Dans la seconde moitié du siècle, elle essaima vers les grands boulevards et Montmartre. L’esprit changea radicalement, devenant festif, moqueur. L’eau céda la place à l’alcool. Comme le relève Phillip Dennis Cate [The Spirit of Montmartre, Rutgers-Zimmerli], cette nouvelle bohème voulait tourner la page des guerres civiles et de l’humiliante défaite de 1870 face à la Prusse. Il souligne ainsi l’écho dans les feuilles satiriques du tableau présenté par Manet au Salon en 1873, Le Bon Bock, montrant un brave Alsacien buvant sa bière, devenue la boisson obligée de ces soirées.
« Bohèmes »
Au Grand Palais, Sylvain Amic, commissaire de l’exposition, a voulu aborder la bohème comme ambivalence. Le directeur des musées de Rouen propose d’abord une vision des Tziganes à travers l’histoire de l’art. Entamé par un dessin de Vinci, le parcours inclut les eaux-fortes des années 1620 de Jacques Callot sur ces « gueux de bonaventure » croisés en Italie, qui firent forte impression au XIXe siècle. Le Gitan y est traité tour à tour comme un étranger folklorique, un tricheur patenté ou un noble aventurier. Et la Gitane comme un appât succulent, avant de se retourner, sous la plume de Victor Hugo, en figure de pureté. Au XIXe siècle, le personnage donne du relief à la fascination pour l’Orient. Diaz de la Peña lui porte un regard presque ethnologique, Manet tire du côté de l’Espagne. Van Gogh peint juste une roulotte près d’Arles. Après le graveur Rodolphe Bresdin, Courbet, dont les peintures éclatent dans cet ensemble, se place lui-même en voyageur errant. Le metteur en scène Robert Carsen a installé ce passage en long corridor, inscrivant des traces de pas sur le sol. Quant à la vision d’aujourd’hui, elle a été évitée par un commissaire qui se contente d’une interview pour présenter son propos dans le catalogue. Le passage à l’étage supérieur, consacré à la « bohème » artistique du XIXe, est plus problématique. Carsen s’en est donné à cœur joie, envahissant l’exposition avec un décor d’opéra. C’est Mimi qui triomphe ici dans La Bohème de Puccini, en accentuant le pessimisme, et même le misérabilisme, déjà donné par Murger à son drame.

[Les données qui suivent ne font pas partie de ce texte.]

use async_trait::async_trait;

use crate::item::{Item, NewItem};

use super::Result;

/// Repository for item operations.
///
/// Every call resolves exactly once and is never retried.
#[async_trait]
pub trait ItemRepository: Send + Sync {
    /// Inserts a new item and returns the id assigned by the store.
    async fn create_item(&self, item: &NewItem) -> Result<i64>;

    /// Gets every item, in the store's native scan order.
    async fn list_items(&self) -> Result<Vec<Item>>;

    /// Gets an item by its ID.
    async fn get_item(&self, id: i64) -> Result<Option<Item>>;

    /// Overwrites `nome` and `descricao` of an existing item.
    ///
    /// Returns `RepositoryError::NotFound` when no row was affected.
    async fn update_item(&self, id: i64, item: &NewItem) -> Result<()>;

    /// Deletes an item by its ID.
    ///
    /// Returns `RepositoryError::NotFound` when no row was affected.
    async fn delete_item(&self, id: i64) -> Result<()>;

    /// Checks that the store answers queries.
    async fn ping(&self) -> Result<()>;
}
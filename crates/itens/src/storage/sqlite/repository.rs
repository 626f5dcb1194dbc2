//! SQLite repository implementation.
//!
//! Implements `ItemRepository` from `itens_core::storage` over an injected
//! [`SqliteDatabase`] handle.

use async_trait::async_trait;

use itens_core::item::{Item, NewItem};
use itens_core::storage::{ItemRepository, Result};

use super::conversions::row_to_item;
use super::database::SqliteDatabase;
use super::error::{map_tokio_rusqlite_error, map_tokio_rusqlite_error_with_id, wrap_err};
use super::schema;

const ENTITY: &str = "Item";

/// SQLite-based item repository.
pub struct SqliteItemRepository {
    db: SqliteDatabase,
}

impl SqliteItemRepository {
    /// Creates a repository over an already opened database.
    pub fn new(db: SqliteDatabase) -> Self {
        Self { db }
    }
}

#[async_trait]
impl ItemRepository for SqliteItemRepository {
    async fn create_item(&self, item: &NewItem) -> Result<i64> {
        let nome = item.nome.clone();
        let descricao = item.descricao.clone();

        self.db
            .call(move |conn| {
                conn.execute(schema::INSERT_ITEM, rusqlite::params![nome, descricao])
                    .map_err(wrap_err)?;
                Ok(conn.last_insert_rowid())
            })
            .await
            .map_err(|e| map_tokio_rusqlite_error(e, ENTITY))
    }

    async fn list_items(&self) -> Result<Vec<Item>> {
        self.db
            .call(|conn| {
                let mut stmt = conn.prepare(schema::SELECT_ITEMS).map_err(wrap_err)?;
                let rows = stmt.query_map([], row_to_item).map_err(wrap_err)?;

                let mut items = Vec::new();
                for row_result in rows {
                    items.push(row_result.map_err(wrap_err)?);
                }
                Ok(items)
            })
            .await
            .map_err(|e| map_tokio_rusqlite_error(e, ENTITY))
    }

    async fn get_item(&self, id: i64) -> Result<Option<Item>> {
        self.db
            .call(move |conn| {
                let mut stmt = conn.prepare(schema::SELECT_ITEM_BY_ID).map_err(wrap_err)?;
                match stmt.query_row([id], row_to_item) {
                    Ok(item) => Ok(Some(item)),
                    Err(rusqlite::Error::QueryReturnedNoRows) => Ok(None),
                    Err(e) => Err(wrap_err(e)),
                }
            })
            .await
            .map_err(|e| map_tokio_rusqlite_error_with_id(e, ENTITY, id))
    }

    async fn update_item(&self, id: i64, item: &NewItem) -> Result<()> {
        let nome = item.nome.clone();
        let descricao = item.descricao.clone();

        self.db
            .call(move |conn| {
                let rows = conn
                    .execute(schema::UPDATE_ITEM, rusqlite::params![nome, descricao, id])
                    .map_err(wrap_err)?;
                if rows == 0 {
                    Err(wrap_err(rusqlite::Error::QueryReturnedNoRows))
                } else {
                    Ok(())
                }
            })
            .await
            .map_err(|e| map_tokio_rusqlite_error_with_id(e, ENTITY, id))
    }

    async fn delete_item(&self, id: i64) -> Result<()> {
        self.db
            .call(move |conn| {
                let rows = conn.execute(schema::DELETE_ITEM, [id]).map_err(wrap_err)?;
                if rows == 0 {
                    Err(wrap_err(rusqlite::Error::QueryReturnedNoRows))
                } else {
                    Ok(())
                }
            })
            .await
            .map_err(|e| map_tokio_rusqlite_error_with_id(e, ENTITY, id))
    }

    async fn ping(&self) -> Result<()> {
        self.db
            .call(|conn| {
                conn.query_row(schema::PING, [], |_| Ok(()))
                    .map_err(wrap_err)
            })
            .await
            .map_err(|e| map_tokio_rusqlite_error(e, ENTITY))
    }
}
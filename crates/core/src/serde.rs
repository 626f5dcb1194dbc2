//! Serde helpers for request bodies.
//!
//! The store keeps `nome` and `descricao` as TEXT columns and accepts whatever
//! a client sends, so these helpers never reject a value for its type.

use serde::{Deserialize, Deserializer};
use serde_json::Value;

/// Deserialize an optional text field from any JSON value.
///
/// - `null` becomes `None`
/// - strings are kept as-is (including empty strings)
/// - numbers become their decimal representation
/// - booleans become `"1"` or `"0"`, matching what SQLite stores for them
/// - arrays and objects become their compact JSON text
pub fn deserialize_lenient_text<'de, D>(deserializer: D) -> Result<Option<String>, D::Error>
where
    D: Deserializer<'de>,
{
    let value = Value::deserialize(deserializer)?;
    Ok(value_to_text(value))
}

fn value_to_text(value: Value) -> Option<String> {
    match value {
        Value::Null => None,
        Value::String(s) => Some(s),
        Value::Number(n) => Some(n.to_string()),
        Value::Bool(b) => Some(if b { "1" } else { "0" }.to_string()),
        other @ (Value::Array(_) | Value::Object(_)) => Some(other.to_string()),
    }
}
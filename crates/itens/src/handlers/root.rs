use axum::http::StatusCode;

/// GET / - Welcome message.
pub async fn index() -> &'static str {
    "Bem-vindo!"
}

/// Fallback for unknown paths and unsupported methods: 404 with no body.
pub async fn not_found() -> StatusCode {
    StatusCode::NOT_FOUND
}
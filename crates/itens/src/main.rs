mod app;
mod config;
mod handlers;
mod models;
mod state;
mod storage;

use anyhow::{Context, Result};
use clap::Parser;
use listenfd::ListenFd;
use tokio::{net::TcpListener, signal};
use tracing_subscriber::{layer::SubscriberExt, util::SubscriberInitExt};

use crate::{app::create_app, config::Config, state::AppState};

/// Itens - CRUD HTTP service for itens backed by SQLite
#[derive(Parser, Debug)]
#[command(name = "itens")]
#[command(version, about, long_about = None)]
struct Cli {
    /// Host address to bind the server to
    #[arg(long, short = 'H', default_value = "0.0.0.0", env = "HOST")]
    host: String,

    /// Port to listen on
    #[arg(long, short, default_value = "4000", env = "PORT")]
    port: u16,

    /// Public host name, only used in the startup message
    #[arg(long, default_value = "http://localhost", env = "HOSTNAME")]
    hostname: String,
}

#[tokio::main]
async fn main() -> Result<()> {
    let cli = Cli::parse();

    // Initialize tracing subscriber
    tracing_subscriber::registry()
        .with(
            tracing_subscriber::EnvFilter::try_from_default_env()
                .unwrap_or_else(|_| "itens=debug,tower_http=debug".into()),
        )
        .with(tracing_subscriber::fmt::layer())
        .init();

    let config = Config::from_env();

    // Failing to open the database is fatal
    let state = AppState::from_config(&config)
        .await
        .with_context(|| format!("Failed to open database at {}", config.sqlite_path))?;

    // Build the application router
    let app = create_app(state, &config);

    // Auto-reload support via listenfd
    let mut listenfd = ListenFd::from_env();
    let listener = match listenfd.take_tcp_listener(0)? {
        // If we are given a tcp listener on listen fd 0, use that one
        Some(listener) => {
            listener.set_nonblocking(true)?;
            TcpListener::from_std(listener)?
        }
        // Otherwise fall back to CLI-specified host:port
        None => {
            let addr = format!("{}:{}", cli.host, cli.port);
            TcpListener::bind(&addr).await?
        }
    };

    let local_addr = listener.local_addr()?;
    tracing::info!(
        address = %local_addr,
        prefix = config.route_prefix().as_deref().unwrap_or("/"),
        "Server running at {}:{}",
        cli.hostname,
        local_addr.port()
    );

    // Run the server with graceful shutdown
    axum::serve(listener, app)
        .with_graceful_shutdown(shutdown_signal())
        .await?;

    tracing::info!("Server stopped");
    Ok(())
}

/// Wait for shutdown signals (Ctrl+C or SIGTERM).
async fn shutdown_signal() {
    let ctrl_c = async {
        signal::ctrl_c()
            .await
            .expect("failed to install Ctrl+C handler");
    };

    #[cfg(unix)]
    let terminate = async {
        signal::unix::signal(signal::unix::SignalKind::terminate())
            .expect("failed to install signal handler")
            .recv()
            .await;
    };

    #[cfg(not(unix))]
    let terminate = std::future::pending::<()>();

    tokio::select! {
        _ = ctrl_c => {
            tracing::info!("Received Ctrl+C, shutting down...");
        }
        _ = terminate => {
            tracing::info!("Received SIGTERM, shutting down...");
        }
    }
}
//! Application state shared by all request handlers.

use std::sync::Arc;

use itens_core::storage::{ItemRepository, Result};

use crate::{
    config::Config,
    storage::{SqliteDatabase, SqliteItemRepository},
};

/// Shared application state.
///
/// Cloned for each request; the repository behind it is shared.
#[derive(Clone)]
pub struct AppState {
    /// Item repository.
    pub item_repo: Arc<dyn ItemRepository>,
}

impl AppState {
    /// Creates a new AppState around the given repository.
    pub fn new(item_repo: Arc<dyn ItemRepository>) -> Self {
        Self { item_repo }
    }

    /// Opens the SQLite database named in the configuration.
    pub async fn from_config(config: &Config) -> Result<Self> {
        let database = SqliteDatabase::open(&config.sqlite_path).await?;

        Ok(Self::new(Arc::new(SqliteItemRepository::new(database))))
    }

    /// Creates an AppState backed by a fresh in-memory database.
    #[cfg(test)]
    pub async fn in_memory() -> Self {
        let database = SqliteDatabase::open_in_memory()
            .await
            .expect("Failed to open in-memory database");

        Self::new(Arc::new(SqliteItemRepository::new(database)))
    }
}
//! Item CRUD handlers.
//!
//! Each handler issues exactly one repository call and maps its outcome to a
//! status code through `itens_core::storage`.

use axum::{
    extract::{Path, State},
    http::{header, StatusCode},
    response::IntoResponse,
    Json,
};

use itens_core::item::Item;
use itens_core::storage::{success_status_code, ItemOperation};

use crate::{handlers::ItemError, models::ItemPayload, state::AppState};

fn success(operation: ItemOperation) -> StatusCode {
    StatusCode::from_u16(success_status_code(operation)).unwrap_or(StatusCode::OK)
}

/// Location of an item resource, relative to the item routes.
pub fn item_location(id: i64) -> String {
    format!("/itens/{id}")
}

/// Parse an item ID from the path.
///
/// Integers and integral numbers such as `1.0` or `1e0` are accepted.
/// Anything else can never match a row, so callers treat `None` as not found.
pub fn parse_item_id(raw: &str) -> Option<i64> {
    let raw = raw.trim();
    if let Ok(id) = raw.parse::<i64>() {
        return Some(id);
    }

    let number = raw.parse::<f64>().ok()?;
    let in_range = number >= i64::MIN as f64 && number < i64::MAX as f64;
    (number.is_finite() && number.fract() == 0.0 && in_range).then_some(number as i64)
}

/// Create a new item (POST /itens).
pub async fn create_item(
    State(state): State<AppState>,
    ItemPayload(item): ItemPayload,
) -> Result<impl IntoResponse, ItemError> {
    tracing::debug!(payload = ?item, "Received create item request");

    let id = state
        .item_repo
        .create_item(&item)
        .await
        .map_err(|e| ItemError::repository(ItemOperation::Create, e))?;

    tracing::info!(item_id = id, "Created new item");

    Ok((
        success(ItemOperation::Create),
        [(header::LOCATION, item_location(id))],
    ))
}

/// List all items (GET /itens).
pub async fn list_items(State(state): State<AppState>) -> Result<Json<Vec<Item>>, ItemError> {
    let items = state
        .item_repo
        .list_items()
        .await
        .map_err(|e| ItemError::repository(ItemOperation::List, e))?;

    Ok(Json(items))
}

/// Get a single item by ID (GET /itens/{id}).
pub async fn get_item(
    State(state): State<AppState>,
    Path(id): Path<String>,
) -> Result<Json<Item>, ItemError> {
    let id = parse_item_id(&id).ok_or(ItemError::absent(ItemOperation::Get))?;

    state
        .item_repo
        .get_item(id)
        .await
        .map_err(|e| ItemError::repository(ItemOperation::Get, e))?
        .map(Json)
        .ok_or(ItemError::absent(ItemOperation::Get))
}

/// Update an item by ID (PUT /itens/{id}).
pub async fn update_item(
    State(state): State<AppState>,
    Path(id): Path<String>,
    ItemPayload(item): ItemPayload,
) -> Result<StatusCode, ItemError> {
    tracing::debug!(item_id = %id, payload = ?item, "Received update item request");

    let id = parse_item_id(&id).ok_or(ItemError::absent(ItemOperation::Update))?;

    state
        .item_repo
        .update_item(id, &item)
        .await
        .map_err(|e| ItemError::repository(ItemOperation::Update, e))?;

    tracing::info!(item_id = id, "Updated item");

    Ok(success(ItemOperation::Update))
}

/// Delete an item by ID (DELETE /itens/{id}).
pub async fn delete_item(
    State(state): State<AppState>,
    Path(id): Path<String>,
) -> Result<StatusCode, ItemError> {
    tracing::debug!(item_id = %id, "Received delete item request");

    let id = parse_item_id(&id).ok_or(ItemError::absent(ItemOperation::Delete))?;

    state
        .item_repo
        .delete_item(id)
        .await
        .map_err(|e| ItemError::repository(ItemOperation::Delete, e))?;

    tracing::info!(item_id = id, "Deleted item");

    Ok(success(ItemOperation::Delete))
}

- « Bohèmes », jusqu’au 14 janvier 2013. Galeries nationales du Grand Palais. Ouvert tous les jours sauf le mardi de 10 h à 20 h. Nocturne le mercredi jusqu’à 22 h. Tarifs : 12 et 8 €. www.grandpalais.fr
Voir la fiche de l'exposition : Bohèmes, de Léonard de Vinci à Picasso
« Le Chat noir »
Formidable exposition corrélative au Musée de Montmartre. Phillip Dennis Cate, amateur américain passionné par la « petite histoire » du XIXe, a obtenu un rassemblement d’œuvres autour du plus célèbre des cabarets, Le Chat noir. La jubilation collective a pris la place de la bohème postromantique, assombrie par les deuils et fracassée par la guerre. Ouvert en 1881 par Rodolphe Salis, le cabaret est devenu le refuge des anciens membres de la société des Hydropathes, « assemblée tintamarresque et fumiste » : Goudeau, leur chef de file, Maupassant, Mallarmé, le poète et chansonnier Rollinat ou Allais, le jongleur de mots. Ils étendirent le calembour à tous les arts. Cate a réussi à montrer des décors, signés Henri Rivière, du théâtre d’ombres du Chat noir. Et à pointer, dans ces spectacles, les caricatures de la Joconde ou de tableaux monochromes, prolégomènes satiriques de Jarry, Duchamp ou Malevitch.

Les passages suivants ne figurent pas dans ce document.